The International Festival of Animated Objects is a biennial festival sponsored by the non-profit group Calgary Animated Objects Society that promotes the arts of puppetry, mask, and animated objects. It takes place in downtown Calgary, Alberta, Canada.

The IFAO features high calibre local, national, and international artists working in the realm of animated objects.  Programming includes live performances, screenings, lectures, workshops, and exhibitions for all ages, and adult audiences, including the ever-popular late night "Dolly Wiggler Cabaret" and "Opening Night Galabash".

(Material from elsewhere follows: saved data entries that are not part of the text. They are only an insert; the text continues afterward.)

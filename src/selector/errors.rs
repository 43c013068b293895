//! Selector error types
//!
//! Error codes:
//! - ADV_BUDGET_INVALID (REJECT)
//! - ADV_RECORD_MALFORMED (REJECT)
//! - ADV_BUDGET_TOO_LARGE (REJECT)
//!
//! All are raised before any selection work begins.

use std::fmt;

#[derive(Debug, Clone, Copy, PartialEq, Eq)]
pub enum Severity {
    /// Input rejected
    Reject,
}

impl fmt::Display for Severity {
    fn fmt(&self, f: &mut fmt::Formatter<'_>) -> fmt::Result {
        match self {
            Severity::Reject => write!(f, "REJECT"),
        }
    }
}

#[derive(Debug, Clone, Copy, PartialEq, Eq)]
pub enum SelectorErrorCode {
    /// Budget is zero, negative or unparseable
    AdvBudgetInvalid,
    /// A record has a non-positive size or a non-finite benefit
    AdvRecordMalformed,
    /// The exact selector's table would not fit in memory
    AdvBudgetTooLarge,
}

impl SelectorErrorCode {
    pub fn code(&self) -> &'static str {
        match self {
            SelectorErrorCode::AdvBudgetInvalid => "ADV_BUDGET_INVALID",
            SelectorErrorCode::AdvRecordMalformed => "ADV_RECORD_MALFORMED",
            SelectorErrorCode::AdvBudgetTooLarge => "ADV_BUDGET_TOO_LARGE",
        }
    }

    pub fn severity(&self) -> Severity {
        Severity::Reject
    }
}

impl fmt::Display for SelectorErrorCode {
    fn fmt(&self, f: &mut fmt::Formatter<'_>) -> fmt::Result {
        write!(f, "{}", self.code())
    }
}

#[derive(Debug, Clone)]
pub struct SelectorError {
    code: SelectorErrorCode,
    message: String,
}

impl SelectorError {
    pub fn budget_invalid(reason: impl Into<String>) -> Self {
        Self {
            code: SelectorErrorCode::AdvBudgetInvalid,
            message: reason.into(),
        }
    }

    pub fn record_malformed(reason: impl Into<String>) -> Self {
        Self {
            code: SelectorErrorCode::AdvRecordMalformed,
            message: reason.into(),
        }
    }

    pub fn budget_too_large(records: usize, budget_kb: u64, limit: u64) -> Self {
        Self {
            code: SelectorErrorCode::AdvBudgetTooLarge,
            message: format!(
                "Exact selection over {} records with a {} KB budget needs more than {} table cells",
                records, budget_kb, limit
            ),
        }
    }

    pub fn code(&self) -> SelectorErrorCode {
        self.code
    }

    pub fn severity(&self) -> Severity {
        self.code.severity()
    }

    pub fn message(&self) -> &str {
        &self.message
    }
}

impl fmt::Display for SelectorError {
    fn fmt(&self, f: &mut fmt::Formatter<'_>) -> fmt::Result {
        write!(f, "[{}] {}: {}", self.code.severity(), self.code, self.message)
    }
}

impl std::error::Error for SelectorError {}

/// Result type for selector operations
pub type SelectorResult<T> = Result<T, SelectorError>;
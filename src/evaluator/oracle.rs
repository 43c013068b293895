//! Cost oracle interface and plan tree
//!
//! The oracle is the query optimizer: it estimates a query's cost, and can
//! do so again with hypothetical indexes visible. Hypothetical indexes exist
//! only inside the oracle and never reach storage.

use serde::{Deserialize, Serialize};
use thiserror::Error;

use crate::candidate::{IndexId, KeyColumn, RelationId};
use crate::scanner::QueryTree;

/// Result type for oracle calls
pub type OracleResult<T> = Result<T, OracleError>;

#[derive(Debug, Error)]
pub enum OracleError {
    #[error("Cost estimation failed: {0}")]
    Estimate(String),

    #[error("Cannot register hypothetical index on relation {relation}: {reason}")]
    Register { relation: RelationId, reason: String },

    #[error("Hypothetical index {0} is not registered")]
    UnknownIndex(IndexId),
}

/// A registered hypothetical index
#[derive(Debug, Clone, Copy, PartialEq, Eq)]
pub struct HypotheticalIndex {
    pub id: IndexId,
    /// Estimated size of the index in pages
    pub pages: u64,
}

/// Estimated plan and costs for one query
#[derive(Debug, Clone, PartialEq, Serialize, Deserialize)]
pub struct Estimate {
    pub plan: Plan,
    pub startup_cost: f64,
    pub total_cost: f64,
}

impl Estimate {
    pub fn new(plan: Plan, startup_cost: f64, total_cost: f64) -> Self {
        Self {
            plan,
            startup_cost,
            total_cost,
        }
    }
}

/// Plan node kinds
#[derive(Debug, Clone, Copy, PartialEq, Eq, Serialize, Deserialize)]
#[serde(rename_all = "snake_case")]
pub enum NodeKind {
    SeqScan,
    IndexScan,
    IndexOnlyScan,
    BitmapIndexScan,
    BitmapHeapScan,
    BitmapAnd,
    BitmapOr,
    NestedLoop,
    HashJoin,
    MergeJoin,
    Hash,
    Sort,
    Aggregate,
    Limit,
    Append,
    SubqueryScan,
    Materialize,
    Result,
    Other,
}

impl NodeKind {
    /// Node kinds that read through an index
    pub fn scans_index(&self) -> bool {
        matches!(
            self,
            NodeKind::IndexScan | NodeKind::IndexOnlyScan | NodeKind::BitmapIndexScan
        )
    }
}

/// One node of an estimated plan
#[derive(Debug, Clone, PartialEq, Serialize, Deserialize)]
pub struct PlanNode {
    pub kind: NodeKind,
    /// Index read by an index scan node
    #[serde(default)]
    pub index: Option<IndexId>,
    /// Child nodes (outer first for joins, operands for bitmap AND/OR)
    #[serde(default)]
    pub children: Vec<PlanNode>,
    /// Positions in [`Plan::subplans`] of subqueries and init plans run by this node
    #[serde(default)]
    pub subplans: Vec<usize>,
}

impl PlanNode {
    pub fn new(kind: NodeKind) -> Self {
        Self {
            kind,
            index: None,
            children: Vec::new(),
            subplans: Vec::new(),
        }
    }

    pub fn index_scan(index: IndexId) -> Self {
        Self::new(NodeKind::IndexScan).with_index(index)
    }

    pub fn with_index(mut self, index: IndexId) -> Self {
        self.index = Some(index);
        self
    }

    pub fn with_child(mut self, child: PlanNode) -> Self {
        self.children.push(child);
        self
    }

    pub fn with_subplan(mut self, position: usize) -> Self {
        self.subplans.push(position);
        self
    }
}

/// An estimated plan: the main tree plus the subplans its nodes reference
#[derive(Debug, Clone, PartialEq, Serialize, Deserialize)]
pub struct Plan {
    pub root: PlanNode,
    #[serde(default)]
    pub subplans: Vec<PlanNode>,
}

impl Plan {
    pub fn new(root: PlanNode) -> Self {
        Self {
            root,
            subplans: Vec::new(),
        }
    }

    pub fn with_subplan(mut self, subplan: PlanNode) -> Self {
        self.subplans.push(subplan);
        self
    }

    /// Every index id scanned anywhere in the plan, in walk order
    ///
    /// Each subplan is visited at most once even if several nodes point at it.
    pub fn scanned_indexes(&self) -> Vec<IndexId> {
        let mut found = Vec::new();
        let mut visited = vec![false; self.subplans.len()];
        self.walk(&self.root, &mut visited, &mut found);
        found
    }

    fn walk(&self, node: &PlanNode, visited: &mut [bool], found: &mut Vec<IndexId>) {
        if node.kind.scans_index() {
            if let Some(index) = node.index {
                found.push(index);
            }
        }
        for child in &node.children {
            self.walk(child, visited, found);
        }
        for &position in &node.subplans {
            match visited.get(position) {
                Some(false) => {
                    visited[position] = true;
                    self.walk(&self.subplans[position], visited, found);
                }
                // already walked, or a dangling reference
                _ => {}
            }
        }
    }
}

/// The query optimizer, as seen by the evaluator
pub trait CostOracle {
    /// Estimates the query with only real indexes visible
    fn estimate(&mut self, query: &QueryTree) -> OracleResult<Estimate>;

    /// Registers a hypothetical index over `columns` of `relation`
    ///
    /// Returns `Ok(None)` when a key column's type has no default B-tree
    /// operator class; such a candidate cannot be indexed at all.
    fn register_hypothetical(
        &mut self,
        relation: RelationId,
        columns: &[KeyColumn],
    ) -> OracleResult<Option<HypotheticalIndex>>;

    /// Estimates the query with the given hypothetical indexes visible
    fn estimate_with(&mut self, query: &QueryTree, indexes: &[IndexId]) -> OracleResult<Estimate>;

    /// Removes a hypothetical index
    fn unregister_hypothetical(&mut self, index: IndexId) -> OracleResult<()>;
}

impl<O: CostOracle + ?Sized> CostOracle for &mut O {
    fn estimate(&mut self, query: &QueryTree) -> OracleResult<Estimate> {
        (**self).estimate(query)
    }

    fn register_hypothetical(
        &mut self,
        relation: RelationId,
        columns: &[KeyColumn],
    ) -> OracleResult<Option<HypotheticalIndex>> {
        (**self).register_hypothetical(relation, columns)
    }

    fn estimate_with(&mut self, query: &QueryTree, indexes: &[IndexId]) -> OracleResult<Estimate> {
        (**self).estimate_with(query, indexes)
    }

    fn unregister_hypothetical(&mut self, index: IndexId) -> OracleResult<()> {
        (**self).unregister_hypothetical(index)
    }
}

#[cfg(test)]
mod tests {
    use super::*;
    use serde_json::json;

    #[test]
    fn test_scanned_indexes_through_joins_and_bitmaps() {
        let plan = Plan::new(
            PlanNode::new(NodeKind::HashJoin)
                .with_child(PlanNode::index_scan(IndexId(1)))
                .with_child(
                    PlanNode::new(NodeKind::Hash).with_child(
                        PlanNode::new(NodeKind::BitmapHeapScan).with_child(
                            PlanNode::new(NodeKind::BitmapOr)
                                .with_child(
                                    PlanNode::new(NodeKind::BitmapIndexScan).with_index(IndexId(2)),
                                )
                                .with_child(
                                    PlanNode::new(NodeKind::BitmapIndexScan).with_index(IndexId(3)),
                                ),
                        ),
                    ),
                ),
        );
        assert_eq!(plan.scanned_indexes(), vec![IndexId(1), IndexId(2), IndexId(3)]);
    }

    #[test]
    fn test_scanned_indexes_in_subplans() {
        let plan = Plan::new(
            PlanNode::new(NodeKind::SeqScan)
                .with_subplan(0)
                .with_subplan(0)
                .with_subplan(9),
        )
        .with_subplan(PlanNode::new(NodeKind::Result).with_child(
            PlanNode::new(NodeKind::IndexOnlyScan).with_index(IndexId(4)),
        ));
        assert_eq!(plan.scanned_indexes(), vec![IndexId(4)]);
    }

    #[test]
    fn test_index_on_non_scan_node_ignored() {
        let plan = Plan::new(PlanNode::new(NodeKind::Sort).with_index(IndexId(5)));
        assert!(plan.scanned_indexes().is_empty());
    }

    #[test]
    fn test_plan_from_json() {
        let plan: Plan = serde_json::from_value(json!({
            "root": { "kind": "nested_loop", "children": [
                { "kind": "seq_scan" },
                { "kind": "index_scan", "index": 7 }
            ]}
        }))
        .unwrap();
        assert_eq!(plan.scanned_indexes(), vec![IndexId(7)]);
    }
}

Past programming has included Canadian marionette superstar Ronnie Burkett, BC spectacle artists Three on the Tree, Tsimphisan carver Victor Reece, Cirque du Soleil artist Mooky Cornish, Phillip Huber (of "Being John Malkovich" marionette fame), Frank Meschkuleit ("Bride of Chucky", "The Left Hand of Frank"), Calgary's The Old Trout Puppet Workshop, Red Smarteez, and Czech group Buchty a Loutky, amongst others.

Puppets on Film is the screening portion of the International Festival of Animated Objects.  Submissions for the film portion may be made through Withoutabox.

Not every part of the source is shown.